Good evening peeps.
I have now offiically kind of fallen into a kind of a slump. For those of you who have lost a loved one, you know what I'm talking about. The white hot intensity of your grief has subsided somewhat and the cards, emails and texts have also slowed down and you are left with a kind of calm, cool, lost feeling as you sit with a new reality.
I'm moving through all of this fairly quickly owing to the fact that, as my mom was under the thumb financially of my brother, and he hated me, my mom and I had drifted far far apart as a way for her to survive. And while I understood it, it hurt nonetheless. But in many ways, I've also had 30 years to deal with the loss (which is when my father died of cancer and my brother took over the family - and promptly snapped it apart as fast and as completely as he could. Yes, just for the record, he is probably a sociopath, but you get to be one if you're the one with the money.)
So to deal, I'm booking Bingo guests and beneficiaries for October and November, looking for places to advertise myself as an Officiant and generally moving forward with my life. You know, twice in the past few weeks, "Phoenix" has come up.
First, a friend who lives in Arizona invited me to visit and I needed the break from the city. Then, out of the blue, circumstances led me to work at The Phoenix in New Orleans for Decadence. I guess it's just a coincidence, but I can also take it as a sign, because why the hell not?
Like the phoenix, I'm coming out of the ashes of the last year which saw many many transitions for me personally and professionally (relationship, new profession, change of venue for Bingo, new roommate), but what does it mean?

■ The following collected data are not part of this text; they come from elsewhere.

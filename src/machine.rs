use alloc::vec::Vec;

use primitive_types::U256;

use crate::analysis::Analysis;
use crate::costs;
use crate::error::ExitException;
use crate::memory::Memory;
use crate::revision::Revision;
use crate::runtime::{Host, Message};
use crate::stack::Stack;
use crate::utils::u256_to_usize;

/// Mutable state of one call frame.
///
/// The gas counter only reflects the base costs of fully entered basic
/// blocks; [ExecutionState::corrected_gas_left] recovers the exact
/// per-instruction value where it is observable.
pub struct ExecutionState<'a> {
	/// Remaining frame gas. May transiently dip below the per-instruction
	/// value inside a prepaid block.
	pub gas_left: i64,
	/// Accumulated gas refund.
	pub gas_refund: i64,
	/// Operand stack.
	pub stack: Stack,
	/// Frame memory.
	pub memory: Memory,
	/// Return value of this frame, set by `RETURN` and `REVERT`.
	///
	/// Note the difference to `retbuf`, which holds the output of the most
	/// recent sub-call.
	pub retval: Vec<u8>,
	/// Return-data buffer of the most recent sub-call.
	pub retbuf: Vec<u8>,
	/// The message that created this frame.
	pub message: &'a Message,
	/// Raw code bytes, for `CODESIZE`/`CODECOPY`.
	pub code: &'a [u8],
	/// The pre-decoded instruction stream this frame runs.
	pub analysis: &'a Analysis,
	/// Host interface.
	pub host: &'a mut dyn Host,
	/// Active protocol revision.
	pub revision: Revision,
	/// Base gas cost of the currently executing basic block.
	pub current_block_cost: u32,
}

impl<'a> ExecutionState<'a> {
	/// Create the state for a fresh frame.
	pub fn new(
		message: &'a Message,
		revision: Revision,
		host: &'a mut dyn Host,
		analysis: &'a Analysis,
		code: &'a [u8],
	) -> Self {
		Self {
			gas_left: message.gas,
			gas_refund: 0,
			stack: Stack::new(),
			memory: Memory::new(),
			retval: Vec::new(),
			retbuf: Vec::new(),
			message,
			code,
			analysis,
			host,
			revision,
			current_block_cost: 0,
		}
	}

	/// Charge a dynamic cost against the remaining gas.
	#[inline]
	pub fn charge(&mut self, cost: u64) -> Result<(), ExitException> {
		self.gas_left = costs::check_gas(self.gas_left, cost)?;
		Ok(())
	}

	/// Exact remaining gas at an instruction carrying a gas-position
	/// argument: the block is prepaid, so the costs of instructions after
	/// this one are handed back.
	#[inline]
	#[must_use]
	pub fn corrected_gas_left(&self, consumed_in_block: i64) -> i64 {
		self.gas_left + (i64::from(self.current_block_cost) - consumed_in_block)
	}

	/// Expand memory to cover `offset..offset + len`, charging the memory
	/// fee delta for any growth.
	pub fn resize_memory(&mut self, offset: U256, len: U256) -> Result<(), ExitException> {
		if len.is_zero() {
			return Ok(());
		}

		let offset = u256_to_usize(offset)?;
		let len = u256_to_usize(len)?;
		let end = offset.checked_add(len).ok_or(ExitException::OutOfMemory)?;

		if end <= self.memory.len() {
			return Ok(());
		}

		let current_words = (self.memory.len() / 32) as u64;
		let new_words = costs::num_words(end);
		let cost = costs::memory_gas(new_words) - costs::memory_gas(current_words);
		self.charge(cost)?;
		self.memory.grow(end);

		Ok(())
	}
}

I guess I'll have to wait to find out.
I have found it's easier to be excited by the possibilities of new stuff than afraid of them (but that's not saying that I'm never not afraid of the new, I'd be lying if I said I wasn't).

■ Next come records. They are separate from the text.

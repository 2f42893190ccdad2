//! Call and create schemes, and the contract address derivations.

use primitive_types::{H160, H256, U256};
use sha3::{Digest, Keccak256};

use crate::runtime::MessageKind;

/// Call scheme.
#[derive(Clone, Copy, Eq, PartialEq, Debug)]
pub enum CallScheme {
	/// `CALL`
	Call,
	/// `CALLCODE`
	CallCode,
	/// `DELEGATECALL`
	DelegateCall,
	/// `STATICCALL`
	StaticCall,
}

impl CallScheme {
	/// Whether the opcode pops a value argument.
	#[must_use]
	pub const fn has_value_argument(&self) -> bool {
		matches!(self, Self::Call | Self::CallCode)
	}
}

impl From<CallScheme> for MessageKind {
	fn from(scheme: CallScheme) -> Self {
		match scheme {
			CallScheme::Call => Self::Call,
			CallScheme::CallCode => Self::CallCode,
			CallScheme::DelegateCall => Self::DelegateCall,
			CallScheme::StaticCall => Self::StaticCall,
		}
	}
}

/// Create scheme.
#[derive(Clone, Copy, Eq, PartialEq, Debug)]
pub enum CreateScheme {
	/// Legacy create scheme of `CREATE`.
	Legacy {
		/// Caller of the create.
		caller: H160,
		/// Nonce of the caller at the time of the create.
		nonce: U256,
	},
	/// Create scheme of `CREATE2`.
	Create2 {
		/// Caller of the create.
		caller: H160,
		/// Hash of the initcode.
		code_hash: H256,
		/// Salt.
		salt: H256,
	},
}

impl CreateScheme {
	/// The address the scheme deploys to: `keccak256(rlp([caller,
	/// nonce]))[12..]` for `CREATE`, `keccak256(0xff ++ caller ++ salt ++
	/// keccak256(initcode))[12..]` for `CREATE2`.
	#[must_use]
	pub fn address(&self) -> H160 {
		match self {
			Self::Create2 {
				caller,
				code_hash,
				salt,
			} => {
				let mut hasher = Keccak256::new();
				hasher.update([0xff]);
				hasher.update(&caller[..]);
				hasher.update(&salt[..]);
				hasher.update(&code_hash[..]);
				H256::from_slice(hasher.finalize().as_slice()).into()
			}
			Self::Legacy { caller, nonce } => {
				let mut stream = rlp::RlpStream::new_list(2);
				stream.append(caller);
				stream.append(nonce);
				H256::from_slice(Keccak256::digest(&stream.out()).as_slice()).into()
			}
		}
	}
}

/// Hash of the initcode for a [CreateScheme::Create2] derivation.
#[must_use]
pub fn initcode_hash(init_code: &[u8]) -> H256 {
	H256::from_slice(Keccak256::digest(init_code).as_slice())
}
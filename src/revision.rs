/// EVM protocol revisions.
///
/// The variants are totally ordered; comparisons gate opcode availability,
/// gas-cost variants and warm/cold account access rules.
#[derive(Debug, Copy, Clone, PartialEq, Eq, PartialOrd, Ord, Hash)]
#[cfg_attr(feature = "serde", derive(serde::Serialize, serde::Deserialize))]
pub enum Revision {
	/// Frontier: the launch revision.
	Frontier = 0,
	/// Homestead: EIP-2, EIP-7 (`DELEGATECALL`).
	Homestead = 1,
	/// Tangerine Whistle: EIP-150 gas repricing and the 63/64 rule.
	TangerineWhistle = 2,
	/// Spurious Dragon: EIP-160, EIP-161 empty-account rules, EIP-170.
	SpuriousDragon = 3,
	/// Byzantium: `REVERT`, `STATICCALL`, return-data opcodes.
	Byzantium = 4,
	/// Constantinople: shifts, `CREATE2`, `EXTCODEHASH`, EIP-1283.
	Constantinople = 5,
	/// Petersburg: Constantinople with EIP-1283 removed again.
	Petersburg = 6,
	/// Istanbul: EIP-1884 repricing, `CHAINID`, `SELFBALANCE`, EIP-2200.
	Istanbul = 7,
	/// Berlin: EIP-2929 warm/cold access accounting.
	Berlin = 8,
	/// London: EIP-1559, `BASEFEE`, EIP-3529 refund reduction.
	London = 9,
	/// Paris: the Merge, `PREVRANDAO`.
	Paris = 10,
	/// Shanghai: `PUSH0`, EIP-3860 initcode metering.
	Shanghai = 11,
	/// Cancun: transient storage, `MCOPY`, blob opcodes.
	Cancun = 12,
	/// Prague.
	Prague = 13,
}

impl Revision {
	/// Number of supported revisions.
	pub const COUNT: usize = 14;

	/// The most recent supported revision.
	pub const LATEST: Revision = Revision::Prague;
}

#[cfg(test)]
mod tests {
	use super::*;

	#[test]
	fn ordering() {
		assert!(Revision::Frontier < Revision::Homestead);
		assert!(Revision::Berlin < Revision::London);
		assert!(Revision::Shanghai >= Revision::Shanghai);
		assert_eq!(Revision::LATEST as usize, Revision::COUNT - 1);
	}
}
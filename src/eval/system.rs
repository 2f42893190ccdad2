use alloc::vec;
use alloc::vec::Vec;

use primitive_types::{H160, H256, U256};
use sha3::{Digest, Keccak256};

use crate::analysis::Instruction;
use crate::consts::*;
use crate::costs;
use crate::error::{ExitException, ExitSucceed};
use crate::eval::Control;
use crate::machine::ExecutionState;
use crate::revision::Revision;
use crate::runtime::{AccessStatus, Log};
use crate::tracing::Event;
use crate::utils::{h256_to_u256, u256_to_h160, u256_to_h256};

/// Charge the EIP-2929 cold-account surcharge on top of the warm base cost
/// already covered by the block.
pub(crate) fn charge_cold_account(
	state: &mut ExecutionState,
	address: H160,
) -> Result<(), ExitException> {
	if state.revision >= Revision::Berlin
		&& state.host.access_account(address) == AccessStatus::Cold
	{
		state.charge(COLD_ACCOUNT_ACCESS_COST - WARM_STORAGE_READ_COST)?;
	}
	Ok(())
}

pub fn sha3(_instr: &Instruction, state: &mut ExecutionState) -> Control {
	pop_u256!(state, from, len);

	try_or_exit!(state.resize_memory(from, len));
	let data = if len.is_zero() {
		Vec::new()
	} else {
		let from = as_usize_or_fail!(from);
		let len = as_usize_or_fail!(len);
		try_or_exit!(state.charge(costs::sha3_word_cost(len)));

		state.memory.get(from, len)
	};

	let ret = Keccak256::digest(data.as_slice());
	push_u256!(state, U256::from_big_endian(ret.as_slice()));

	Control::Continue
}

pub fn address(_instr: &Instruction, state: &mut ExecutionState) -> Control {
	let ret = h256_to_u256(state.message.recipient.into());
	push_u256!(state, ret);
	Control::Continue
}

pub fn balance(_instr: &Instruction, state: &mut ExecutionState) -> Control {
	pop_u256!(state, target);
	let target = u256_to_h160(target);
	try_or_exit!(charge_cold_account(state, target));
	let value = state.host.balance(target);
	push_u256!(state, value);
	Control::Continue
}

pub fn selfbalance(_instr: &Instruction, state: &mut ExecutionState) -> Control {
	let value = state.host.balance(state.message.recipient);
	push_u256!(state, value);
	Control::Continue
}

pub fn origin(_instr: &Instruction, state: &mut ExecutionState) -> Control {
	let ret = h256_to_u256(state.host.tx_context().origin.into());
	push_u256!(state, ret);
	Control::Continue
}

pub fn caller(_instr: &Instruction, state: &mut ExecutionState) -> Control {
	let ret = h256_to_u256(state.message.sender.into());
	push_u256!(state, ret);
	Control::Continue
}

pub fn callvalue(_instr: &Instruction, state: &mut ExecutionState) -> Control {
	push_u256!(state, state.message.value);
	Control::Continue
}

pub fn gasprice(_instr: &Instruction, state: &mut ExecutionState) -> Control {
	let ret = state.host.tx_context().gas_price;
	push_u256!(state, ret);
	Control::Continue
}

pub fn extcodesize(_instr: &Instruction, state: &mut ExecutionState) -> Control {
	pop_u256!(state, target);
	let target = u256_to_h160(target);
	try_or_exit!(charge_cold_account(state, target));
	let size = state.host.code_size(target);
	push_u256!(state, U256::from(size));
	Control::Continue
}

pub fn extcodehash(_instr: &Instruction, state: &mut ExecutionState) -> Control {
	pop_u256!(state, target);
	let target = u256_to_h160(target);
	try_or_exit!(charge_cold_account(state, target));
	let hash = h256_to_u256(state.host.code_hash(target));
	push_u256!(state, hash);
	Control::Continue
}

pub fn extcodecopy(_instr: &Instruction, state: &mut ExecutionState) -> Control {
	pop_u256!(state, target, memory_offset, code_offset, len);
	let target = u256_to_h160(target);

	try_or_exit!(charge_cold_account(state, target));
	try_or_exit!(state.resize_memory(memory_offset, len));
	if len.is_zero() {
		return Control::Continue;
	}
	let len = as_usize_or_fail!(len);
	try_or_exit!(state.charge(costs::copy_cost(len)));

	let code_offset = crate::utils::u256_to_usize(code_offset).unwrap_or(usize::MAX);
	let mut buffer = vec![0u8; len];
	state.host.copy_code(target, code_offset, &mut buffer);

	let memory_offset = as_usize_or_fail!(memory_offset);
	state.memory.set(memory_offset, &buffer, Some(len));
	Control::Continue
}

pub fn blockhash(_instr: &Instruction, state: &mut ExecutionState) -> Control {
	pop_u256!(state, number);

	let hash = if number > U256::from(u64::MAX) {
		H256::default()
	} else {
		state.host.block_hash(number.as_u64())
	};
	push_u256!(state, h256_to_u256(hash));
	Control::Continue
}

pub fn coinbase(_instr: &Instruction, state: &mut ExecutionState) -> Control {
	let ret = h256_to_u256(state.host.tx_context().coinbase.into());
	push_u256!(state, ret);
	Control::Continue
}

pub fn timestamp(_instr: &Instruction, state: &mut ExecutionState) -> Control {
	let ret = U256::from(state.host.tx_context().block_timestamp);
	push_u256!(state, ret);
	Control::Continue
}

pub fn number(_instr: &Instruction, state: &mut ExecutionState) -> Control {
	let ret = U256::from(state.host.tx_context().block_number);
	push_u256!(state, ret);
	Control::Continue
}

/// Reports the randomness beacon from Paris onwards, the block difficulty
/// before; the host serves both through the same context field.
pub fn prevrandao(_instr: &Instruction, state: &mut ExecutionState) -> Control {
	let ret = h256_to_u256(state.host.tx_context().prev_randao);
	push_u256!(state, ret);
	Control::Continue
}

pub fn gaslimit(_instr: &Instruction, state: &mut ExecutionState) -> Control {
	let ret = U256::from(state.host.tx_context().block_gas_limit);
	push_u256!(state, ret);
	Control::Continue
}

pub fn chainid(_instr: &Instruction, state: &mut ExecutionState) -> Control {
	let ret = state.host.tx_context().chain_id;
	push_u256!(state, ret);
	Control::Continue
}

pub fn basefee(_instr: &Instruction, state: &mut ExecutionState) -> Control {
	let ret = state.host.tx_context().base_fee;
	push_u256!(state, ret);
	Control::Continue
}

pub fn blobbasefee(_instr: &Instruction, state: &mut ExecutionState) -> Control {
	let ret = state.host.tx_context().blob_base_fee;
	push_u256!(state, ret);
	Control::Continue
}

pub fn blobhash(_instr: &Instruction, state: &mut ExecutionState) -> Control {
	pop_u256!(state, index);

	let context = state.host.tx_context();
	let hash = if index < U256::from(context.blob_hashes.len()) {
		h256_to_u256(context.blob_hashes[index.as_usize()])
	} else {
		U256::zero()
	};
	push_u256!(state, hash);
	Control::Continue
}

pub fn sload(_instr: &Instruction, state: &mut ExecutionState) -> Control {
	pop_u256!(state, key);
	let key = u256_to_h256(key);
	let address = state.message.recipient;

	if state.revision >= Revision::Berlin
		&& state.host.access_storage(address, key) == AccessStatus::Cold
	{
		try_or_exit!(state.charge(COLD_SLOAD_COST));
	}

	let value = h256_to_u256(state.host.storage(address, key));
	push_u256!(state, value);
	Control::Continue
}

pub fn sstore(instr: &Instruction, state: &mut ExecutionState) -> Control {
	if state.message.is_static {
		return Control::Exit(ExitException::StaticModeViolation.into());
	}

	// EIP-2200: fail unless more than the call stipend remains.
	if state.revision >= Revision::Istanbul
		&& state.corrected_gas_left(instr.arg.number()) <= G_CALLSTIPEND as i64
	{
		return Control::Exit(ExitException::OutOfGas.into());
	}

	pop_u256!(state, key, value);
	let key = u256_to_h256(key);
	let value = u256_to_h256(value);
	let address = state.message.recipient;

	if state.revision >= Revision::Berlin
		&& state.host.access_storage(address, key) == AccessStatus::Cold
	{
		try_or_exit!(state.charge(COLD_SLOAD_COST));
	}

	let status = state.host.set_storage(address, key, value);
	let (cost, refund) = costs::sstore_cost_refund(status, state.revision);
	try_or_exit!(state.charge(cost));
	state.gas_refund += refund;

	Control::Continue
}

pub fn tload(_instr: &Instruction, state: &mut ExecutionState) -> Control {
	pop_u256!(state, key);
	let key = u256_to_h256(key);
	let value = h256_to_u256(
		state
			.host
			.transient_storage(state.message.recipient, key),
	);
	push_u256!(state, value);
	Control::Continue
}

pub fn tstore(_instr: &Instruction, state: &mut ExecutionState) -> Control {
	if state.message.is_static {
		return Control::Exit(ExitException::StaticModeViolation.into());
	}

	pop_u256!(state, key, value);
	let key = u256_to_h256(key);
	let value = u256_to_h256(value);
	state
		.host
		.set_transient_storage(state.message.recipient, key, value);
	Control::Continue
}

pub fn gas(instr: &Instruction, state: &mut ExecutionState) -> Control {
	let gas_left = state.corrected_gas_left(instr.arg.number());
	push_u256!(state, U256::from(gas_left));
	Control::Continue
}

pub fn log<const N: usize>(_instr: &Instruction, state: &mut ExecutionState) -> Control {
	if state.message.is_static {
		return Control::Exit(ExitException::StaticModeViolation.into());
	}

	pop_u256!(state, offset, len);

	try_or_exit!(state.resize_memory(offset, len));
	let data = if len.is_zero() {
		Vec::new()
	} else {
		let offset = as_usize_or_fail!(offset);
		let len = as_usize_or_fail!(len);
		try_or_exit!(state.charge(costs::log_data_cost(len)));

		state.memory.get(offset, len)
	};

	let mut topics = Vec::with_capacity(N);
	for _ in 0..N {
		topics.push(u256_to_h256(state.stack.pop()));
	}

	state.host.emit_log(Log {
		address: state.message.recipient,
		topics,
		data,
	});
	Control::Continue
}

pub fn selfdestruct(_instr: &Instruction, state: &mut ExecutionState) -> Control {
	if state.message.is_static {
		return Control::Exit(ExitException::StaticModeViolation.into());
	}

	pop_u256!(state, beneficiary);
	let beneficiary = u256_to_h160(beneficiary);
	let address = state.message.recipient;

	if state.revision >= Revision::Berlin
		&& state.host.access_account(beneficiary) == AccessStatus::Cold
	{
		try_or_exit!(state.charge(COLD_ACCOUNT_ACCESS_COST));
	}

	// Surcharge for conjuring the beneficiary into existence.
	if state.revision >= Revision::TangerineWhistle {
		let charge_new_account = if state.revision >= Revision::SpuriousDragon {
			!state.host.balance(address).is_zero() && !state.host.account_exists(beneficiary)
		} else {
			!state.host.account_exists(beneficiary)
		};
		if charge_new_account {
			try_or_exit!(state.charge(G_NEWACCOUNT));
		}
	}

	let balance = state.host.balance(address);
	Event::SelfDestruct {
		address,
		beneficiary,
		balance,
	}
	.emit();

	if state.host.selfdestruct(address, beneficiary) && state.revision < Revision::London {
		state.gas_refund += R_SELFDESTRUCT;
	}

	Control::Exit(ExitSucceed::SelfDestructed.into())
}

So in the meantime, I'm doing a bit of life cleansing - getting rid of electronics that don't work and things that are broken. I've found that when I look around and see things that are broken, I feel broken myself. And that's no way to feel whole.
This week's challenge to you is to A. call your mom or dad if they're still alive and tell 'em you love 'em. If there's problems, know that almost anything broken can be fixed and what can't be fixed (or in the case of my relatives, don't want to be fixed because they don't know they're broken) you have to just let go.
And B. if you're in a slumpety slump slump slump look around your apartment. Are there stacks of papers that you've been meaning to deal with? (rummage through them and find five things each day to deal with and/or throw away)
Are there stacks of magazines that you keep saying you're going to read (you won't so toss em).
And are there broken things that you keep saying you are going to replace? (just throw it away already and go out and find another one. my printer/scanner hasn't worked in years but for some reason it's been living under my bed.. I tossed it out yesterday. I have a big clay pot I keep my kitchen ware in that's been chipped for years.. $20 and I can get one that's not chipped.. cheap at twice the price, and so on).
Like I'm taking care of myself, so you too take care of yourself. Write me privately and let me know how you're doing.